Già, perché proprio alla vigilia dell’Olimpiade sudamericana, durante l’ultima tappa di Diamond League a Montecarlo, un ‘Gimbo’ in formissima, dopo aver stabilito il primato italiano (2,39), decideva di provare a saltare i 2,41. Anche se la gara era già vinta. Al momento dello stacco, però, un maldestro appoggio della caviglia: rottura sub totale del legamento deltoideo del piede sinistro che hanno richiesto due operazioni chirurgiche e un trapianto di tessuto, un intervento considerato troppo invalidante per tornare a saltare.
GENIO E REGOLATEZZA Tamberi appare spesso come un personaggio sopra le righe vuoi per i tagli ‘particolari’ della sua barba, vuoi per le sue acconciature ‘abbondanti’, il look alternativo o per la grande empatia che stabilisce coi tifosi durante le gare. Ma è uno sportivo serio, dedito al lavoro e profondamente tecnico. A riprova di ciò l’oro olimpico, già di per sé straordinario, arrivato dopo una gara di altissimo livello, che ha visto ancora sette contendenti in corsa alla misura di 2.33 (prima volta assoluta).
FINALE DA URLO – La prestazione di Tamberi in finale è stata da urlo: percorso netto come Barshim fino ai 2.37, caratterizzato da salti puliti e potenti, consentiti da una rincorsa di rara elasticità. L’asticella viene alzata a 2.39 e in gara, oltre a ‘Gimbo’ e a Barshim, ci sono anche il bielorusso Nedasekau (poi bronzo), il sudcoreano Sangheyok Woo e l’australiano Stark. Solo italiano e qatariota (già bronzo a Londra 2012 e argento a Rio de Janeiro 2016), però, hanno ancora tre prove: tutti gli altri contendenti – senza percorso netto – ne hanno solo due. Nessuno supera l’ultima misura e Tamberi, prima del salto finale, posiziona il calco del gesso del 2016 a favore di telecamere: su di esso si legge “road to Tokyo 2020″, con l’anno cancellato da una ‘X’ e corretto in “2021”.
È il momento della catarsi, dopo il dolore per l’Olimpiade saltata e i dubbi emersi negli anni a seguire perchè il recupero di ‘Gimbo’ è stato tutt’altro che facile.
ORO EX AEQUO – In vantaggio di un tentativo sui rivali, Tamberi e Barshim falliscono le tre prove a 2.39. Il regolamento prevede che i due atleti, giunti a questo punto, possano scegliere: spareggio oppure oro ex aequo.

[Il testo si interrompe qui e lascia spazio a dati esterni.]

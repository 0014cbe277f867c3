//! Route planning on top of the search engine.
//!
//! This module provides:
//! - [`RouteAlgorithm`] - Supported search variants (A*, Dijkstra)
//! - [`RouteRequest`] - Route query expressed with airport codes
//! - [`RoutePlan`] - Planned route result
//! - [`plan_route`] - Main entry point for computing routes
//!
//! # Example
//!
//! ```no_run
//! use flightpath_lib::{build_network_graph, load_network, plan_route, RouteRequest, RoutingConfig};
//!
//! # fn main() -> Result<(), Box<dyn std::error::Error>> {
//! let config = RoutingConfig::default();
//! let network = load_network(std::path::Path::new("data"))?;
//! let graph = build_network_graph(&network, &config.graph_options())?;
//! let plan = plan_route(&network, &graph, &config, &RouteRequest::new("TLL", "SFO"))?;
//! println!("{} km via {:?}", plan.distance, plan.step_codes(&network));
//! # Ok(())
//! # }
//! ```

mod planner;

pub use planner::{select_planner, AStarPlanner, DijkstraPlanner, RoutePlanner};

use std::fmt;

use serde::Serialize;
use tracing::debug;

use crate::config::RoutingConfig;
use crate::error::{Error, Result};
use crate::graph::{EdgeKind, Graph};
use crate::network::{LocationId, Network};
use crate::path::{Leg, PathResult};

/// Number of "did you mean" suggestions attached to unknown codes.
const MAX_SUGGESTIONS: usize = 3;

/// Supported routing algorithms.
#[derive(Debug, Clone, Copy, PartialEq, Eq, Serialize, Default)]
#[serde(rename_all = "snake_case")]
pub enum RouteAlgorithm {
    /// A* search guided by great-circle distance.
    #[default]
    #[serde(rename = "a-star")]
    AStar,
    /// Uniform-cost search without a heuristic.
    Dijkstra,
}

impl fmt::Display for RouteAlgorithm {
    fn fmt(&self, f: &mut fmt::Formatter<'_>) -> fmt::Result {
        let value = match self {
            RouteAlgorithm::AStar => "a-star",
            RouteAlgorithm::Dijkstra => "dijkstra",
        };
        f.write_str(value)
    }
}

/// High-level route request expressed with IATA or ICAO codes.
#[derive(Debug, Clone, PartialEq, Eq)]
pub struct RouteRequest {
    pub start: String,
    pub goal: String,
    pub algorithm: RouteAlgorithm,
    /// Overrides the configured layover cap for this request.
    pub max_layovers: Option<u32>,
}

impl RouteRequest {
    pub fn new(start: impl Into<String>, goal: impl Into<String>) -> Self {
        Self {
            start: start.into(),
            goal: goal.into(),
            algorithm: RouteAlgorithm::default(),
            max_layovers: None,
        }
    }

    pub fn with_algorithm(mut self, algorithm: RouteAlgorithm) -> Self {
        self.algorithm = algorithm;
        self
    }

    pub fn with_max_layovers(mut self, max_layovers: u32) -> Self {
        self.max_layovers = Some(max_layovers);
        self
    }
}

/// Planned route returned by the library.
#[derive(Debug, Clone, PartialEq, Serialize)]
pub struct RoutePlan {
    pub algorithm: RouteAlgorithm,
    pub start: LocationId,
    pub goal: LocationId,
    pub steps: Vec<LocationId>,
    pub legs: Vec<Leg>,
    /// Total distance rounded to whole kilometres.
    pub distance: u64,
    pub exact_distance: f64,
}

impl RoutePlan {
    /// Number of legs in the route.
    pub fn hop_count(&self) -> usize {
        self.steps.len().saturating_sub(1)
    }

    /// Number of flight legs.
    pub fn flights(&self) -> usize {
        self.legs
            .iter()
            .filter(|leg| leg.kind == EdgeKind::Flight)
            .count()
    }

    /// Number of ground hops.
    pub fn ground_hops(&self) -> usize {
        self.legs.len() - self.flights()
    }

    /// Display codes for every airport on the route.
    pub fn step_codes(&self, network: &Network) -> Vec<String> {
        self.steps
            .iter()
            .map(|&id| network.display_code(id))
            .collect()
    }
}

/// Resolve an airport code to its identifier, suggesting close matches.
pub fn resolve_location(network: &Network, code: &str) -> Result<LocationId> {
    network.location_id_by_code(code).ok_or_else(|| {
        let suggestions = network.fuzzy_code_matches(code, MAX_SUGGESTIONS);
        Error::UnknownLocationCode {
            code: code.to_string(),
            suggestions,
        }
    })
}

/// Compute a route between two airport codes.
///
/// 1. Resolves codes to airport ids
/// 2. Rejects identical endpoints
/// 3. Runs the selected planner with the configured limits
/// 4. Maps an empty result to [`Error::RouteNotFound`]
pub fn plan_route(
    network: &Network,
    graph: &Graph,
    config: &RoutingConfig,
    request: &RouteRequest,
) -> Result<RoutePlan> {
    let start = resolve_location(network, &request.start)?;
    let goal = resolve_location(network, &request.goal)?;
    if start == goal {
        return Err(Error::IdenticalEndpoints);
    }

    let mut limits = config.search_limits();
    if let Some(max_layovers) = request.max_layovers {
        limits.max_layovers = max_layovers;
    }

    let planner = select_planner(request.algorithm);
    debug!(
        start = %request.start,
        goal = %request.goal,
        algorithm = %planner.algorithm(),
        max_layovers = limits.max_layovers,
        "planning route"
    );

    match planner.find_path(graph, start, goal, &limits)? {
        PathResult::Found(path) => Ok(RoutePlan {
            algorithm: planner.algorithm(),
            start,
            goal,
            steps: path.hops,
            legs: path.legs,
            distance: path.distance,
            exact_distance: path.exact_distance,
        }),
        PathResult::NotFound => Err(Error::RouteNotFound {
            start: network.display_code(start),
            goal: network.display_code(goal),
        }),
    }
}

È stata questione di secondi e di uno sguardo: nessuno dei due amici ha voluto imporre il proseguimento della gara ed è stato oro a pari merito. Giusto così, anche come coronamento di una carriera molto simile: i due saltatori, infatti, oltre a condividere talento e personalità, sono stati accomunati anche da analoghi gravissimi infortuni ai legamenti delle caviglie.
“La decisione di condividere la medaglia d’oro olimpica – ha spiegato attraverso Twitter l’atleta qatariota che, altro inedito in un’Olimpiade, ha messo la medaglia al collo dell’italiano che a sua volta ha “incoronato” l’atleta detentore dei record asiatici della specialità, con la misura di 2,43 m all’aperto (seconda miglior misura di sempre) e 2,41 m al coperto – è stata frutto di pura emozione, rispetto e amore per il mio compagno di gara. So quanto significhi vincere l’oro. L’opportunità di condividerlo è qualcosa di cui andrò fiero per il resto della mia vita”.

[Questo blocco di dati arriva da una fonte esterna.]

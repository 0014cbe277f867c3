use axum::http::{HeaderName, HeaderValue, StatusCode};
use axum_test::TestServer;
use serde_json::Value;

use flightpath_lib::RoutingConfig;
use flightpath_service_route::{app, RouteResponse};
use flightpath_service_shared::test_utils::{fixture_airports, state_with_config, test_state};

fn server() -> TestServer {
    TestServer::new(app(test_state(), "/metrics")).expect("test server starts")
}

#[tokio::test]
async fn health_returns_ok_text() {
    let response = server().get("/health").await;
    response.assert_status_ok();
    assert_eq!(response.text(), "OK");
}

#[tokio::test]
async fn readiness_reports_loaded_airports() {
    let response = server().get("/health/ready").await;
    response.assert_status_ok();
    let body: Value = response.json();
    assert_eq!(body["status"], "ok");
    assert_eq!(body["airports_loaded"], 29);
    assert_eq!(body["ground_edges"], 12);
}

#[tokio::test]
async fn route_between_fixture_airports() {
    let response = server().get("/routes/TLL/SFO").await;
    response.assert_status_ok();

    let body: RouteResponse = response.json();
    assert_eq!(body.source, "TLL");
    assert_eq!(body.destination, "SFO");
    assert_eq!(body.distance, 8995);
    assert_eq!(body.hops, vec!["TLL", "ARN", "OAK", "SFO"]);
    assert_eq!(body.flights, 2);
    assert_eq!(body.ground_hops, 1);
}

#[tokio::test]
async fn route_json_has_only_summary_fields() {
    let response = server().get("/routes/HAV/TAY").await;
    response.assert_status_ok();

    let body: Value = response.json();
    let mut keys: Vec<&str> = body
        .as_object()
        .expect("object body")
        .keys()
        .map(String::as_str)
        .collect();
    keys.sort_unstable();
    assert_eq!(
        keys,
        vec!["destination", "distance", "flights", "ground_hops", "hops", "source"]
    );
    assert_eq!(body["hops"], serde_json::json!(["HAV", "NAS", "JFK", "HEL", "TAY"]));
}

#[tokio::test]
async fn codes_are_case_insensitive() {
    let response = server().get("/routes/tll/lhr").await;
    response.assert_status_ok();

    let body: RouteResponse = response.json();
    assert_eq!(body.source, "tll");
    assert_eq!(body.destination, "lhr");
    assert_eq!(body.hops, vec!["TLL", "STN", "LHR"]);
    assert_eq!(body.ground_hops, 1);
}

#[tokio::test]
async fn response_echoes_requested_codes() {
    let response = server().get("/routes/EETN/EGSS").await;
    response.assert_status_ok();

    let body: RouteResponse = response.json();
    assert_eq!(body.source, "EETN");
    assert_eq!(body.destination, "EGSS");
    assert_eq!(body.hops.first().map(String::as_str), Some("TLL"));
    assert_eq!(body.hops.last().map(String::as_str), Some("STN"));
}

#[tokio::test]
async fn dijkstra_matches_a_star_distance() {
    let response = server()
        .get("/routes/SFO/TLL")
        .add_query_param("algorithm", "dijkstra")
        .await;
    response.assert_status_ok();

    let body: RouteResponse = response.json();
    assert_eq!(body.distance, 8995);
}

#[tokio::test]
async fn layover_cap_can_make_route_unreachable() {
    let response = server()
        .get("/routes/TLL/SFO")
        .add_query_param("max_layovers", 1)
        .await;
    response.assert_status(StatusCode::NOT_FOUND);

    let body: Value = response.json();
    assert_eq!(body["status"], 404);
    assert_eq!(body["title"], "Route Not Found");
}

#[tokio::test]
async fn tighter_cap_changes_route() {
    let response = server()
        .get("/routes/TLL/SFO")
        .add_query_param("max_layovers", 2)
        .await;
    response.assert_status_ok();

    let body: RouteResponse = response.json();
    assert_eq!(body.hops, vec!["TLL", "STN", "LHR", "SFO"]);
}

#[tokio::test]
async fn isolated_airport_has_no_route() {
    let response = server()
        .get(&format!("/routes/{}/{}", fixture_airports::TLL, fixture_airports::LYR))
        .await;
    response.assert_status(StatusCode::NOT_FOUND);
}

#[tokio::test]
async fn identical_airports_are_rejected() {
    let response = server().get("/routes/TLL/tll").await;
    response.assert_status(StatusCode::BAD_REQUEST);

    let body: Value = response.json();
    assert_eq!(body["detail"], "start and goal must be different locations");
}

#[tokio::test]
async fn unknown_code_suggests_alternatives() {
    let response = server().get("/routes/TLX/SFO").await;
    response.assert_status(StatusCode::NOT_FOUND);

    let content_type = response
        .headers()
        .get("content-type")
        .and_then(|v| v.to_str().ok())
        .unwrap_or_default()
        .to_string();
    assert_eq!(content_type, "application/problem+json");

    let body: Value = response.json();
    assert_eq!(body["title"], "Unknown Airport");
    assert!(body["detail"].as_str().unwrap().contains("TLL"));
}

#[tokio::test]
async fn zero_layovers_is_a_bad_request() {
    let response = server()
        .get("/routes/TLL/SFO")
        .add_query_param("max_layovers", 0)
        .await;
    response.assert_status(StatusCode::BAD_REQUEST);
}

#[tokio::test]
async fn malformed_query_is_a_bad_request() {
    let response = server()
        .get("/routes/TLL/SFO")
        .add_query_param("max_layovers", "abc")
        .await;
    response.assert_status(StatusCode::BAD_REQUEST);

    let response = server()
        .get("/routes/TLL/SFO")
        .add_query_param("algorithm", "bfs")
        .await;
    response.assert_status(StatusCode::BAD_REQUEST);
}

#[tokio::test]
async fn malformed_code_is_a_bad_request() {
    let response = server().get("/routes/T-L/SFO").await;
    response.assert_status(StatusCode::BAD_REQUEST);
}

#[tokio::test]
async fn exhausted_budget_is_service_unavailable() {
    let config = RoutingConfig {
        max_expansions: Some(1),
        ..RoutingConfig::default()
    };
    let server = TestServer::new(app(state_with_config(config), "/metrics")).unwrap();

    let response = server.get("/routes/HAV/TAY").await;
    response.assert_status(StatusCode::SERVICE_UNAVAILABLE);
}

#[tokio::test]
async fn airport_lookup_by_icao_code() {
    let response = server()
        .get(&format!("/airports/{}", fixture_airports::EEHU.to_lowercase()))
        .await;
    response.assert_status_ok();

    let body: Value = response.json();
    assert_eq!(body["icao"], "EEHU");
    assert_eq!(body["iata"], Value::Null);
}

#[tokio::test]
async fn unknown_airport_lookup_is_not_found() {
    let response = server().get("/airports/ZZZZ").await;
    response.assert_status(StatusCode::NOT_FOUND);
}

#[tokio::test]
async fn request_id_is_echoed() {
    let response = server()
        .get("/health")
        .add_header(
            HeaderName::from_static("x-request-id"),
            HeaderValue::from_static("test-123"),
        )
        .await;
    response.assert_status_ok();
    assert_eq!(
        response.headers().get("x-request-id").unwrap(),
        &HeaderValue::from_static("test-123")
    );
}

#[tokio::test]
async fn problem_instance_carries_request_id() {
    let response = server()
        .get("/routes/TLL/LYR")
        .add_header(
            HeaderName::from_static("x-request-id"),
            HeaderValue::from_static("req-lyr"),
        )
        .await;
    let body: Value = response.json();
    assert_eq!(body["instance"], "req-lyr");
}

#[tokio::test]
async fn metrics_endpoint_responds() {
    let response = server().get("/metrics").await;
    response.assert_status_ok();
}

SEMPRE PIÙ IN ALTO, VERSO PARIGI – Prima dell’oro di Tamberi, il miglior risultato italiano nella specialità risaliva al sesto posto di Giacomo Crosa, nel 1968. Tra le donne invece il primato è ancora di Sara Simeoni (classe 1953) che è stata medaglia d’oro ai Giochi olimpici di Mosca 1980 e primatista mondiale del salto in alto con la misura di 2,01 metri stabilita due volte nel 1978, anno in cui vinse il campionato europeo.
Adesso il saltatore marchigiano, 29enne figlio dell’ex saltatore in alto e primatista italiano Marco Tamberi, suo attuale allenatore, è chiamato alla proseguire questa ‘scalata verso l’alto’: difficile migliorarsi, ma Parigi 2024 è già nel mirino.